С трудом, но он уяснил безвыходность своего положения.
— Служить — хорошо… Но разве я могу быть вам полезен?
Я решил, что пора переходить от угроз к нормальному тону, и сменил грозное «ты» на полупрезрительное «вы».
— У вас возникли сомнения, Войтюк?
— Видите ли… Я могу передавать сведения отсюда в Кортезию. Но что я могу передавать из Кортезии сюда? Их секреты мне неизвестны… Простите, я не отказываюсь, но..
— Прощаю. Одобряю за искренность. Вы правы, каждый шпион — полупроводник. Данные, найденные им, текут только в одну сторону. Это меня устраивает. Вы будете моим личным шпионом не для того, чтобы получать секретные сведения из Кортезии, это гораздо лучше вас делают агенты Прищепы. Нет, вы останетесь источником секретнейших сведений для Кортезии, передатчиком того, о чём я захочу кортезов информировать.
Войтюк попался на том, что посчитал меня глупей, чем я был. Но и я совершил с ним такую же ошибку. Несмотря на то, что чувства его были в смятении, он безошибочно уловил, к чему я клоню. Он медленно, словно вслушиваясь в каждое слово, проговорил:
— Генерал, если я правильно… Вы хотите дезинформировать кортезов?.. Передавать им через меня ложные сведения?
Я подтянулся внутренне. От того, поверит ли мне Войтюк, зависела удача задуманной операции — во всяком случае, первая её стадия.

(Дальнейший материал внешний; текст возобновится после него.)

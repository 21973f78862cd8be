//! Application error type mapping to HTTP status codes and envelope format.

use axum::Json;
use axum::http::StatusCode;
use axum::response::{IntoResponse, Response};

use buildman_types::error::{ChangeError, ImportError, RepositoryError};

use super::response::ApiResponse;

#[derive(Debug)]
pub enum AppError {
    Repository(RepositoryError),
    Change(ChangeError),
    /// Import payload rejected before anything changed.
    Import(ImportError),
    NotFound(String),
    Validation(String),
}

impl From<RepositoryError> for AppError {
    fn from(e: RepositoryError) -> Self {
        AppError::Repository(e)
    }
}

impl From<ChangeError> for AppError {
    fn from(e: ChangeError) -> Self {
        AppError::Change(e)
    }
}

impl From<ImportError> for AppError {
    fn from(e: ImportError) -> Self {
        AppError::Import(e)
    }
}

impl AppError {
    fn parts(&self) -> (StatusCode, &'static str, String) {
        match self {
            AppError::NotFound(id) => (
                StatusCode::NOT_FOUND,
                "BUILD_NOT_FOUND",
                format!("Build '{id}' not found"),
            ),
            AppError::Validation(msg) => (StatusCode::BAD_REQUEST, "VALIDATION_ERROR", msg.clone()),
            AppError::Import(e) => (StatusCode::BAD_REQUEST, "IMPORT_REJECTED", e.to_string()),
            AppError::Change(e @ (ChangeError::UnknownFraction(_) | ChangeError::UnknownInventory(_))) => {
                (StatusCode::BAD_REQUEST, "VALIDATION_ERROR", e.to_string())
            }
            AppError::Change(e @ ChangeError::Remote { .. }) => {
                (StatusCode::BAD_GATEWAY, "REMOTE_ERROR", e.to_string())
            }
            AppError::Change(e @ ChangeError::Storage(_)) => {
                (StatusCode::INTERNAL_SERVER_ERROR, "STORAGE_ERROR", e.to_string())
            }
            AppError::Repository(e) => {
                (StatusCode::INTERNAL_SERVER_ERROR, "STORAGE_ERROR", e.to_string())
            }
        }
    }
}

impl IntoResponse for AppError {
    fn into_response(self) -> Response {
        let (status, code, message) = self.parts();
        if status.is_server_error() {
            tracing::warn!(code, %message, "request failed");
        }
        (status, Json(ApiResponse::failure(code, message))).into_response()
    }
}

#[cfg(test)]
mod tests {
    use super::*;
    use buildman_types::error::{ChangeStep, RemoteError};

    #[test]
    fn test_status_mapping() {
        let remote = AppError::Change(ChangeError::Remote {
            step: ChangeStep::Army,
            source: RemoteError::Status {
                path: "/army_apply.php".to_string(),
                status: 500,
            },
        });
        assert_eq!(remote.parts().0, StatusCode::BAD_GATEWAY);
        assert_eq!(
            AppError::Change(ChangeError::UnknownFraction("99".to_string())).parts().0,
            StatusCode::BAD_REQUEST
        );
        assert_eq!(AppError::NotFound("b1".to_string()).parts().1, "BUILD_NOT_FOUND");
        assert_eq!(
            AppError::Import(ImportError::NotAnArray).parts(),
            (
                StatusCode::BAD_REQUEST,
                "IMPORT_REJECTED",
                "payload is not an array".to_string()
            )
        );
    }
}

— Нет, Войтюк, не так. Я не стану пичкать вас ложью. Всё, что я передам через вас, будет правдой. И не просто правдой, а важными государственными секретами. Разве не так было до сей поры? Я снабдил вас известием, что Гамов готовит нордагам жестокую кару. И разве то, как жестоко Гамов расправился с беззащитными пленными, не показывает, что было бы со всеми нордагами, не отведи они свои войска с нашей территории? А то, что мы прекращаем на фронте всякую активность до весны? Что не только полицию, но и армию бросаем на тотальное истребление преступности в стране? Я снабжал вас правдивой информацией, Войтюк. И впредь буду снабжать такой же.

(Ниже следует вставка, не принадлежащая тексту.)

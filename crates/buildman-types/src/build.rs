use serde::{Deserialize, Serialize};
use uuid::Uuid;

use std::fmt;
use std::str::FromStr;

/// Number of troop slots in a build's army.
pub const ARMY_SLOTS: usize = 7;

/// Desired troop counts, one per slot, positional.
pub type Army = [u32; ARMY_SLOTS];

/// Unique identifier for a build.
///
/// Freshly created builds get a UUID v7 (simple form); imported builds may
/// carry any non-empty token produced by older versions of the manager.
#[derive(Debug, Clone, PartialEq, Eq, Hash, Serialize, Deserialize)]
#[serde(transparent)]
pub struct BuildId(pub String);

impl BuildId {
    /// Create a new BuildId using UUID v7 (time-sortable).
    pub fn new() -> Self {
        Self(Uuid::now_v7().simple().to_string())
    }

    pub fn as_str(&self) -> &str {
        &self.0
    }
}

impl Default for BuildId {
    fn default() -> Self {
        Self::new()
    }
}

impl fmt::Display for BuildId {
    fn fmt(&self, f: &mut fmt::Formatter<'_>) -> fmt::Result {
        f.write_str(&self.0)
    }
}

impl From<&str> for BuildId {
    fn from(s: &str) -> Self {
        Self(s.to_string())
    }
}

macro_rules! catalog_key {
    ($(#[$meta:meta])* $name:ident) => {
        $(#[$meta])*
        #[derive(Debug, Clone, PartialEq, Eq, Hash, PartialOrd, Ord, Serialize, Deserialize)]
        #[serde(transparent)]
        pub struct $name(pub String);

        impl $name {
            pub fn as_str(&self) -> &str {
                &self.0
            }
        }

        impl fmt::Display for $name {
            fn fmt(&self, f: &mut fmt::Formatter<'_>) -> fmt::Result {
                f.write_str(&self.0)
            }
        }

        impl From<&str> for $name {
            fn from(s: &str) -> Self {
                Self(s.to_string())
            }
        }
    };
}

catalog_key!(
    /// Faction key: `<fract><classid>`, e.g. `"51"` for the blood barbarian.
    FractionId
);

catalog_key!(
    /// Equipment set key: `<type><value>`, e.g. `"all_on3"`.
    InventoryId
);

catalog_key!(
    /// Skill key as used by the skill wheel, e.g. `"attack1"`.
    SkillId
);

/// The four hero attributes, in catalog order.
#[derive(Debug, Clone, Copy, PartialEq, Eq, Hash, Serialize, Deserialize)]
#[serde(rename_all = "lowercase")]
pub enum Attribute {
    Attack,
    Defence,
    Power,
    Knowledge,
}

impl Attribute {
    /// All attributes in catalog order.
    pub const ALL: [Attribute; 4] = [
        Attribute::Attack,
        Attribute::Defence,
        Attribute::Power,
        Attribute::Knowledge,
    ];

    /// Wire name used by the game (`increase=<name>`).
    pub fn as_str(&self) -> &'static str {
        match self {
            Attribute::Attack => "attack",
            Attribute::Defence => "defence",
            Attribute::Power => "power",
            Attribute::Knowledge => "knowledge",
        }
    }
}

impl fmt::Display for Attribute {
    fn fmt(&self, f: &mut fmt::Formatter<'_>) -> fmt::Result {
        f.write_str(self.as_str())
    }
}

impl FromStr for Attribute {
    type Err = String;

    fn from_str(s: &str) -> Result<Self, Self::Err> {
        match s.to_lowercase().as_str() {
            "attack" => Ok(Attribute::Attack),
            "defence" => Ok(Attribute::Defence),
            "power" => Ok(Attribute::Power),
            "knowledge" => Ok(Attribute::Knowledge),
            other => Err(format!("invalid attribute: '{other}'")),
        }
    }
}

/// Requested point allocation per attribute. Independent counters.
///
/// Serialized as an object with exactly the four attribute keys; unknown or
/// missing keys are rejected on deserialization.
#[derive(Debug, Clone, Copy, Default, PartialEq, Eq, Hash, Serialize, Deserialize)]
#[serde(deny_unknown_fields)]
pub struct AttributePoints {
    pub attack: u32,
    pub defence: u32,
    pub power: u32,
    pub knowledge: u32,
}

impl AttributePoints {
    pub fn get(&self, attribute: Attribute) -> u32 {
        match attribute {
            Attribute::Attack => self.attack,
            Attribute::Defence => self.defence,
            Attribute::Power => self.power,
            Attribute::Knowledge => self.knowledge,
        }
    }

    pub fn set(&mut self, attribute: Attribute, value: u32) {
        match attribute {
            Attribute::Attack => self.attack = value,
            Attribute::Defence => self.defence = value,
            Attribute::Power => self.power = value,
            Attribute::Knowledge => self.knowledge = value,
        }
    }

    /// `(attribute, points)` pairs in catalog order.
    pub fn entries(&self) -> [(Attribute, u32); 4] {
        Attribute::ALL.map(|a| (a, self.get(a)))
    }

}

/// A named, saved preset of character configuration.
///
/// A build is a value: structural equality decides both "no unsaved changes"
/// and "already applied". The `name` is cosmetic and never synced to the game.
#[derive(Debug, Clone, PartialEq, Eq, Serialize, Deserialize)]
#[serde(deny_unknown_fields)]
pub struct Build {
    pub id: BuildId,
    pub name: String,
    pub fraction: FractionId,
    pub inventory: InventoryId,
    pub attribute: AttributePoints,
    pub army: Army,
    /// Insertion order is display order; membership is what matters.
    pub skill: Vec<SkillId>,
}

impl Build {
    /// Whether `other` differs from `self` in the name only.
    pub fn differs_only_by_name(&self, other: &Build) -> bool {
        let mut renamed = self.clone();
        renamed.name = other.name.clone();
        renamed == *other
    }

    /// Add a skill unless it is already present.
    pub fn add_skill(&mut self, skill: SkillId) -> bool {
        if self.skill.contains(&skill) {
            return false;
        }
        self.skill.push(skill);
        true
    }

    /// Drop repeated skills, keeping the first occurrence of each.
    pub fn dedup_skills(&mut self) -> bool {
        let before = self.skill.len();
        let mut seen = Vec::with_capacity(before);
        self.skill.retain(|s| {
            if seen.contains(s) {
                return false;
            }
            seen.push(s.clone());
            true
        });
        before != self.skill.len()
    }

    /// Remove a skill, keeping the order of the rest.
    pub fn remove_skill(&mut self, skill: &SkillId) -> bool {
        let before = self.skill.len();
        self.skill.retain(|s| s != skill);
        before != self.skill.len()
    }
}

Он постепенно отходил от потрясения.
— Но ведь это значит, генерал…
— Войтюк, вы опять ошиблись. Это значит совсем не то, о чём вы подумали. Я не предаю своей родины. Ни в одном факте, о котором вам сообщу, не будет ничего вредящего моей стране. И наоборот, всякую вредящую ей информацию, ставшую мне известной благодаря моему положению, я утаю от вас, Войтюк. Поэтому никаких данных о количестве дивизий, об энерговоде, о строящихся водолётах! Это будет правда, только правда, но правда, полезная для моей страны и для меня, как одного из её соправителей.
Искра разума, блеснувшая в его глазах, опять стала тускнеть.

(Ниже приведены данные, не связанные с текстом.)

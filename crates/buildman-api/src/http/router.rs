//! Axum router configuration with middleware.
//!
//! All routes are under `/api/v1/`.
//! Middleware: CORS (only the game's own origin) and tracing.

use axum::Router;
use axum::http::header::CONTENT_TYPE;
use axum::http::{HeaderValue, Method, Uri};
use axum::routing::{get, post};
use tower_http::cors::{AllowOrigin, CorsLayer};
use tower_http::trace::TraceLayer;

use crate::http::handlers;
use crate::state::AppState;

/// Build the complete API router with all routes and middleware.
pub fn build_router(state: AppState) -> Router {
    let cors = CorsLayer::new()
        .allow_origin(game_origin(&state.config.game_url))
        .allow_methods([Method::GET, Method::POST, Method::PUT, Method::DELETE])
        .allow_headers([CONTENT_TYPE]);

    let api_routes = Router::new()
        // Build CRUD
        .route(
            "/builds",
            get(handlers::build::list_builds).post(handlers::build::create_build),
        )
        .route(
            "/builds/{id}",
            get(handlers::build::get_build)
                .put(handlers::build::update_build)
                .delete(handlers::build::delete_build),
        )
        .route(
            "/builds/{id}/duplicate",
            post(handlers::build::duplicate_build),
        )
        .route("/builds/{id}/equal", post(handlers::build::equal_build))
        // Export / import
        .route("/export", get(handlers::build::export_builds))
        .route("/import", post(handlers::build::import_builds))
        // Active build
        .route("/current", get(handlers::current::get_current))
        .route("/current/change", post(handlers::current::change_current));

    Router::new()
        .nest("/api/v1", api_routes)
        .route("/health", get(health_check))
        .layer(cors)
        .layer(TraceLayer::new_for_http())
        .with_state(state)
}

/// `scheme://authority` of the game url, the only origin browsers may call from.
fn origin_of(game_url: &str) -> Option<HeaderValue> {
    let uri = game_url.parse::<Uri>().ok()?;
    let origin = format!("{}://{}", uri.scheme_str()?, uri.authority()?);
    HeaderValue::from_str(&origin).ok()
}

fn game_origin(game_url: &str) -> AllowOrigin {
    match origin_of(game_url) {
        Some(origin) => AllowOrigin::exact(origin),
        None => {
            tracing::warn!(game_url, "game url has no origin, cross-origin requests are refused");
            AllowOrigin::list(Vec::<HeaderValue>::new())
        }
    }
}

/// GET /health
async fn health_check() -> axum::Json<serde_json::Value> {
    axum::Json(serde_json::json!({
        "status": "ok",
        "version": env!("CARGO_PKG_VERSION"),
    }))
}

#[cfg(test)]
mod tests {
    use super::*;
    use axum::body::Body;
    use axum::http::{Method, Request, StatusCode};
    use tower::ServiceExt;

    use crate::state::testing;

    async fn call(
        router: &Router,
        method: Method,
        uri: &str,
        body: Option<String>,
    ) -> (StatusCode, serde_json::Value) {
        let mut request = Request::builder().method(method).uri(uri);
        if body.is_some() {
            request = request.header("content-type", "application/json");
        }
        let request = request
            .body(body.map(Body::from).unwrap_or_else(Body::empty))
            .unwrap();

        let response = router.clone().oneshot(request).await.unwrap();
        let status = response.status();
        let bytes = axum::body::to_bytes(response.into_body(), usize::MAX)
            .await
            .unwrap();
        let json = serde_json::from_slice(&bytes).unwrap_or(serde_json::Value::Null);
        (status, json)
    }

    #[tokio::test]
    async fn test_health() {
        let (_dir, state) = testing::state().await;
        let router = build_router(state);
        let (status, json) = call(&router, Method::GET, "/health", None).await;
        assert_eq!(status, StatusCode::OK);
        assert_eq!(json["status"], "ok");
    }

    #[tokio::test]
    async fn test_build_crud_flow() {
        let (_dir, state) = testing::state().await;
        let router = build_router(state);

        let (status, created) = call(&router, Method::POST, "/api/v1/builds", None).await;
        assert_eq!(status, StatusCode::OK);
        let id = created["data"]["id"].as_str().unwrap().to_string();
        assert_eq!(created["data"]["name"], "Новый билд 1");

        let mut build = created["data"].clone();
        build["name"] = "Arena".into();
        build["fraction"] = "51".into();
        let (status, updated) = call(
            &router,
            Method::PUT,
            &format!("/api/v1/builds/{id}"),
            Some(build.to_string()),
        )
        .await;
        assert_eq!(status, StatusCode::OK);
        assert_eq!(updated["data"]["fraction"], "51");

        let (status, copy) = call(
            &router,
            Method::POST,
            &format!("/api/v1/builds/{id}/duplicate"),
            None,
        )
        .await;
        assert_eq!(status, StatusCode::OK);
        assert_eq!(copy["data"]["name"], "Arena копия");

        let (_, list) = call(&router, Method::GET, "/api/v1/builds", None).await;
        assert_eq!(list["data"].as_array().unwrap().len(), 2);

        let (status, removed) = call(
            &router,
            Method::DELETE,
            &format!("/api/v1/builds/{id}"),
            None,
        )
        .await;
        assert_eq!(status, StatusCode::OK);
        assert_eq!(removed["data"]["removed"]["id"], id.as_str());
        assert_eq!(removed["data"]["next"]["name"], "Arena копия");

        let (status, missing) =
            call(&router, Method::GET, &format!("/api/v1/builds/{id}"), None).await;
        assert_eq!(status, StatusCode::NOT_FOUND);
        assert_eq!(missing["errors"][0]["code"], "BUILD_NOT_FOUND");
    }

    #[tokio::test]
    async fn test_update_rejects_mismatched_id_and_unknown_ids() {
        let (_dir, state) = testing::state().await;
        let build = state.manager.repository().create_default().await.unwrap();
        let router = build_router(state);
        let uri = format!("/api/v1/builds/{}", build.id);

        let mut other = serde_json::to_value(&build).unwrap();
        other["id"] = "someone-else".into();
        let (status, _) = call(&router, Method::PUT, &uri, Some(other.to_string())).await;
        assert_eq!(status, StatusCode::BAD_REQUEST);

        let mut unknown = serde_json::to_value(&build).unwrap();
        unknown["skill"] = serde_json::json!(["flying"]);
        let (status, json) = call(&router, Method::PUT, &uri, Some(unknown.to_string())).await;
        assert_eq!(status, StatusCode::BAD_REQUEST);
        assert_eq!(json["errors"][0]["code"], "VALIDATION_ERROR");
    }

    #[tokio::test]
    async fn test_export_import_round_trip_and_rejection() {
        let (_dir, state) = testing::state().await;
        state.manager.repository().create_default().await.unwrap();
        let router = build_router(state.clone());

        let (_, export) = call(&router, Method::GET, "/api/v1/export", None).await;
        let payload = export["data"].to_string();

        let (status, json) =
            call(&router, Method::POST, "/api/v1/import", Some("{\"not\":\"array\"}".to_string())).await;
        assert_eq!(status, StatusCode::BAD_REQUEST);
        assert_eq!(json["errors"][0]["code"], "IMPORT_REJECTED");
        assert_eq!(state.manager.repository().len().await, 1);

        let (status, json) = call(&router, Method::POST, "/api/v1/import", Some(payload)).await;
        assert_eq!(status, StatusCode::OK);
        assert_eq!(json["data"]["imported"], 1);
    }

    #[tokio::test]
    async fn test_change_clear_and_failed_apply() {
        let (_dir, state) = testing::state().await;
        let build = state.manager.repository().create_default().await.unwrap();
        let router = build_router(state);

        let (status, json) = call(
            &router,
            Method::POST,
            "/api/v1/current/change",
            Some(r#"{"id":null}"#.to_string()),
        )
        .await;
        assert_eq!(status, StatusCode::OK);
        assert_eq!(json["data"]["state"], "empty");

        let (status, json) = call(
            &router,
            Method::POST,
            "/api/v1/current/change",
            Some(serde_json::json!({ "id": build.id, "force": true }).to_string()),
        )
        .await;
        assert_eq!(status, StatusCode::BAD_GATEWAY);
        assert_eq!(json["errors"][0]["code"], "REMOTE_ERROR");

        let (_, current) = call(&router, Method::GET, "/api/v1/current", None).await;
        assert_eq!(current["data"]["state"], "empty");
        assert_eq!(current["data"]["expired"], false);

        let (status, _) = call(
            &router,
            Method::POST,
            "/api/v1/current/change",
            Some(r#"{"id":"missing"}"#.to_string()),
        )
        .await;
        assert_eq!(status, StatusCode::NOT_FOUND);
    }

    #[tokio::test]
    async fn test_equal_compares_the_posted_edit() {
        let (_dir, state) = testing::state().await;
        state.manager.repository().create_default().await.unwrap();
        let second = state.manager.repository().create_default().await.unwrap();
        let router = build_router(state);
        let uri = format!("/api/v1/builds/{}/equal", second.id);

        let unchanged = serde_json::to_value(&second).unwrap();
        let (status, json) = call(&router, Method::POST, &uri, Some(unchanged.to_string())).await;
        assert_eq!(status, StatusCode::OK);
        assert_eq!(json["data"]["index"], 1);
        assert_eq!(json["data"]["current"], false);

        let mut edited = serde_json::to_value(&second).unwrap();
        edited["army"] = serde_json::json!([9, 9, 9, 9, 9, 9, 9]);
        let (status, json) = call(&router, Method::POST, &uri, Some(edited.to_string())).await;
        assert_eq!(status, StatusCode::OK);
        assert!(json["data"]["index"].is_null());
        assert_eq!(json["data"]["current"], false);

        let (status, _) = call(
            &router,
            Method::POST,
            "/api/v1/builds/missing/equal",
            Some(unchanged.to_string()),
        )
        .await;
        assert_eq!(status, StatusCode::BAD_REQUEST);
    }

    #[tokio::test]
    async fn test_update_rejects_repeated_skills() {
        let (_dir, state) = testing::state().await;
        let build = state.manager.repository().create_default().await.unwrap();
        let router = build_router(state.clone());

        let mut repeated = serde_json::to_value(&build).unwrap();
        repeated["skill"] = serde_json::json!(["tactics", "tactics"]);
        let (status, json) = call(
            &router,
            Method::PUT,
            &format!("/api/v1/builds/{}", build.id),
            Some(repeated.to_string()),
        )
        .await;
        assert_eq!(status, StatusCode::BAD_REQUEST);
        assert_eq!(json["errors"][0]["code"], "VALIDATION_ERROR");
        assert_eq!(state.manager.repository().get(&build.id).await, Some(build));
    }

    async fn allowed_origin(router: &Router, origin: &str) -> Option<String> {
        let request = Request::builder()
            .method(Method::GET)
            .uri("/api/v1/current")
            .header("origin", origin)
            .body(Body::empty())
            .unwrap();
        let response = router.clone().oneshot(request).await.unwrap();
        response
            .headers()
            .get("access-control-allow-origin")
            .map(|v| v.to_str().unwrap().to_string())
    }

    #[tokio::test]
    async fn test_cors_allows_only_the_game_origin() {
        let (_dir, state) = testing::state().await;
        let router = build_router(state);

        assert_eq!(
            allowed_origin(&router, "http://127.0.0.1:9").await.as_deref(),
            Some("http://127.0.0.1:9")
        );
        assert_eq!(allowed_origin(&router, "https://evil.example").await, None);
    }

    #[test]
    fn test_origin_of_game_url() {
        assert_eq!(
            origin_of("https://www.heroeswm.ru/home.php").unwrap(),
            "https://www.heroeswm.ru"
        );
        assert_eq!(origin_of("http://127.0.0.1:9").unwrap(), "http://127.0.0.1:9");
        assert!(origin_of("not a url").is_none());
    }
}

— Не понимаю… Какой же тогда смысл?..
— Напрягите внимание, Войтюк. Повторяю: родине я не изменю, но это не значит, что я во всём согласен с диктатором. Иные его поступки вызывают раздражение — и не только у меня. Временами он своей резкостью, своим крутым нравом… Короче, правитель не столь жестокий нашёл бы гораздо больше возможностей для соглашения с нашими противниками.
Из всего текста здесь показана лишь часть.